● Work required
Output exactly the first line of the listing and each line after it, through the line that contains "missing sessions, I/O."; add nothing else.

[[ Available data open ]]

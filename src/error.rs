//! Unified error types for chatgrep.
//!
//! Two enums live here:
//!
//! - [`ChatgrepError`] covers everything that aborts a whole run or a whole
//!   export: invalid patterns, bad configuration, missing sessions, I/O.
//! - [`FetchError`] is the closed set of outcomes a history provider may
//!   signal. The pager's retry/abort decision is a pure function of its tag.
//!
//! # Error Handling Philosophy
//!
//! - **Fatal** errors are returned before any network activity where possible
//! - **Per-group** failures never abort sibling groups; they are collected as
//!   [`GroupFailure`] warnings next to the partial result
//! - **Rate limits** are always absorbed by waiting, never surfaced

use std::io;

use serde::Serialize;
use thiserror::Error;

/// A specialized [`Result`] type for chatgrep operations.
///
/// # Example
///
/// ```rust
/// use chatgrep::error::Result;
/// use chatgrep::MatchRecord;
///
/// fn my_function() -> Result<Vec<MatchRecord>> {
///     Ok(vec![])
/// }
/// ```
pub type Result<T> = std::result::Result<T, ChatgrepError>;

/// The error type for all fatal chatgrep operations.
#[derive(Debug, Error)]
#[non_exhaustive]
pub enum ChatgrepError {
    /// An I/O error occurred (reading links, configs, exports; writing output).
    #[error("IO error: {0}")]
    Io(#[from] io::Error),

    /// The search pattern is not a valid regular expression.
    ///
    /// Reported before any group is fetched.
    #[error("Invalid pattern '{pattern}': {source}")]
    InvalidPattern {
        /// The pattern as supplied by the caller
        pattern: String,
        /// The underlying regex compilation error
        #[source]
        source: regex::Error,
    },

    /// The keyword is empty or whitespace-only.
    #[error("Search keyword is empty")]
    EmptyKeyword,

    /// Invalid date in a date-range filter.
    ///
    /// Date filters expect YYYY-MM-DD format.
    #[error("Invalid date '{input}'. Expected format: {expected}")]
    InvalidDate {
        /// The invalid date string that was provided
        input: String,
        /// Expected format description
        expected: &'static str,
    },

    /// A configuration value is out of range.
    #[error("Invalid configuration: {0}")]
    InvalidConfig(String),

    /// None of the supplied group links could be parsed.
    #[error("No valid group links were supplied")]
    NoTargets,

    /// No session reached the authorized state.
    #[error("No active accounts: at least one authorized session is required")]
    NoActiveSessions,

    /// Authentication failed for an account.
    #[error("Authentication failed for {account}: {reason}")]
    Auth {
        /// Account label
        account: String,
        /// What went wrong
        reason: String,
    },

    /// The file or output format doesn't match the expected structure.
    #[error("Invalid {format} format: {message}")]
    InvalidFormat {
        /// The format that was expected
        format: &'static str,
        /// Description of what's wrong
        message: String,
    },

    /// CSV writing error.
    #[cfg(feature = "csv-output")]
    #[error("CSV error: {0}")]
    Csv(#[from] csv::Error),

    /// Excel workbook writing error.
    #[cfg(feature = "xlsx-output")]
    #[error("Excel error: {0}")]
    Xlsx(#[from] rust_xlsxwriter::XlsxError),

    /// JSON parsing/serialization error.
    #[cfg(any(feature = "json-output", feature = "export-source"))]
    #[error("JSON error: {0}")]
    Json(#[from] serde_json::Error),

    /// UTF-8 encoding error.
    #[error("UTF-8 encoding error in {context}: {source}")]
    Utf8 {
        /// Description of where the error occurred
        context: String,
        /// The underlying UTF-8 error
        #[source]
        source: std::string::FromUtf8Error,
    },
}

impl From<std::string::FromUtf8Error> for ChatgrepError {
    fn from(err: std::string::FromUtf8Error) -> Self {
        ChatgrepError::Utf8 {
            context: "output conversion".to_string(),
            source: err,
        }
    }
}

// ============================================================================
// Convenience constructors
// ============================================================================

impl ChatgrepError {
    /// Creates an invalid pattern error.
    pub fn invalid_pattern(pattern: impl Into<String>, source: regex::Error) -> Self {
        ChatgrepError::InvalidPattern {
            pattern: pattern.into(),
            source,
        }
    }

    /// Creates an invalid date error.
    pub fn invalid_date(input: impl Into<String>) -> Self {
        ChatgrepError::InvalidDate {
            input: input.into(),
            expected: "YYYY-MM-DD",
        }
    }

    /// Creates an invalid configuration error.
    pub fn invalid_config(message: impl Into<String>) -> Self {
        ChatgrepError::InvalidConfig(message.into())
    }

    /// Creates an invalid format error.
    pub fn invalid_format(format: &'static str, message: impl Into<String>) -> Self {
        ChatgrepError::InvalidFormat {
            format,
            message: message.into(),
        }
    }

    /// Creates an authentication error.
    pub fn auth(account: impl Into<String>, reason: impl Into<String>) -> Self {
        ChatgrepError::Auth {
            account: account.into(),
            reason: reason.into(),
        }
    }

    /// Returns `true` if this is an I/O error.
    pub fn is_io(&self) -> bool {
        matches!(self, ChatgrepError::Io(_))
    }

    /// Returns `true` if the search pattern was rejected.
    pub fn is_invalid_pattern(&self) -> bool {
        matches!(
            self,
            ChatgrepError::InvalidPattern { .. } | ChatgrepError::EmptyKeyword
        )
    }

    /// Returns `true` if this is a date parsing error.
    pub fn is_invalid_date(&self) -> bool {
        matches!(self, ChatgrepError::InvalidDate { .. })
    }

    /// Returns `true` if the run could not start for lack of sessions.
    pub fn is_no_active_sessions(&self) -> bool {
        matches!(self, ChatgrepError::NoActiveSessions)
    }
}

/// Outcome tags a history provider may return instead of data.
///
/// ```rust
/// use chatgrep::error::FetchError;
///
/// let err = FetchError::RateLimited { seconds: 30 };
/// assert!(err.is_retryable());
/// assert!(!FetchError::unavailable("private channel").is_retryable());
/// ```
#[derive(Debug, Clone, PartialEq, Eq, Error)]
pub enum FetchError {
    /// The provider asked us to slow down for `seconds`.
    #[error("rate limited, retry after {seconds}s")]
    RateLimited {
        /// Mandated wait in seconds
        seconds: u64,
    },

    /// The group cannot be read: invalid username, private, banned, fake.
    #[error("unavailable: {0}")]
    Unavailable(String),

    /// Anything else the provider could not recover from.
    #[error("fatal: {0}")]
    Fatal(String),
}

impl FetchError {
    /// Creates an [`Unavailable`](FetchError::Unavailable) error.
    pub fn unavailable(reason: impl Into<String>) -> Self {
        FetchError::Unavailable(reason.into())
    }

    /// Creates a [`Fatal`](FetchError::Fatal) error.
    pub fn fatal(reason: impl Into<String>) -> Self {
        FetchError::Fatal(reason.into())
    }

    /// Returns `true` if the request should be reissued after waiting.
    pub fn is_retryable(&self) -> bool {
        matches!(self, FetchError::RateLimited { .. })
    }
}

/// A group that could not be processed, reported alongside partial results.
#[derive(Debug, Clone, PartialEq, Eq, Serialize)]
pub struct GroupFailure {
    /// The raw link line the group came from
    pub link: String,
    /// Label of the session that tried to process it
    pub session: String,
    /// Human-readable reason
    pub reason: String,
}

impl std::fmt::Display for GroupFailure {
    fn fmt(&self, f: &mut std::fmt::Formatter<'_>) -> std::fmt::Result {
        write!(f, "{} (via {}): {}", self.link, self.session, self.reason)
    }
}

#[cfg(test)]
mod tests {
    use super::*;

    #[test]
    fn test_invalid_pattern_display() {
        let regex_err = regex::Regex::new("(unclosed").unwrap_err();
        let err = ChatgrepError::invalid_pattern("(unclosed", regex_err);
        let display = err.to_string();
        assert!(display.contains("(unclosed"));
        assert!(err.is_invalid_pattern());
    }

    #[test]
    fn test_invalid_date_display() {
        let err = ChatgrepError::invalid_date("not-a-date");
        let display = err.to_string();
        assert!(display.contains("not-a-date"));
        assert!(display.contains("YYYY-MM-DD"));
        assert!(err.is_invalid_date());
    }

    #[test]
    fn test_no_active_sessions() {
        let err = ChatgrepError::NoActiveSessions;
        assert!(err.is_no_active_sessions());
        assert!(err.to_string().contains("No active accounts"));
    }

    #[test]
    fn test_auth_display() {
        let err = ChatgrepError::auth("+100200300", "2FA password required");
        let display = err.to_string();
        assert!(display.contains("+100200300"));
        assert!(display.contains("2FA"));
    }

    #[test]
    fn test_error_source_chain() {
        use std::error::Error;
        let io_err = io::Error::new(io::ErrorKind::PermissionDenied, "access denied");
        let err = ChatgrepError::from(io_err);
        assert!(err.is_io());
        assert!(err.source().is_some());
    }

    #[test]
    fn test_from_utf8_error() {
        let utf8_err = String::from_utf8(vec![0xff, 0xfe]).unwrap_err();
        let err: ChatgrepError = utf8_err.into();
        assert!(err.to_string().contains("UTF-8"));
    }

    #[cfg(feature = "csv-output")]
    #[test]
    fn test_from_csv_error() {
        let csv_err = csv::Error::from(io::Error::other("test"));
        let err: ChatgrepError = csv_err.into();
        assert!(err.to_string().contains("CSV error"));
    }

    #[cfg(any(feature = "json-output", feature = "export-source"))]
    #[test]
    fn test_from_json_error() {
        let json_err = serde_json::from_str::<serde_json::Value>("invalid").unwrap_err();
        let err: ChatgrepError = json_err.into();
        assert!(err.to_string().contains("JSON error"));
    }

    #[test]
    fn test_fetch_error_tags() {
        assert!(FetchError::RateLimited { seconds: 1 }.is_retryable());
        assert!(!FetchError::unavailable("gone").is_retryable());
        assert!(!FetchError::fatal("boom").is_retryable());
        assert_eq!(
            FetchError::RateLimited { seconds: 42 }.to_string(),
            "rate limited, retry after 42s"
        );
    }

    #[test]
    fn test_group_failure_display() {
        let failure = GroupFailure {
            link: "https://t.me/closed".into(),
            session: "account-1".into(),
            reason: "unavailable: private".into(),
        };
        let display = failure.to_string();
        assert!(display.contains("t.me/closed"));
        assert!(display.contains("account-1"));
    }
}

[[ Available data closed ]]

● Result of the exercise
filename src/error.rs
//! Unified error types for chatgrep.
//!
//! Two enums live here:
//!
//! - [`ChatgrepError`] covers everything that aborts a whole run or a whole
//!   export: invalid patterns, bad configuration, missing sessions, I/O.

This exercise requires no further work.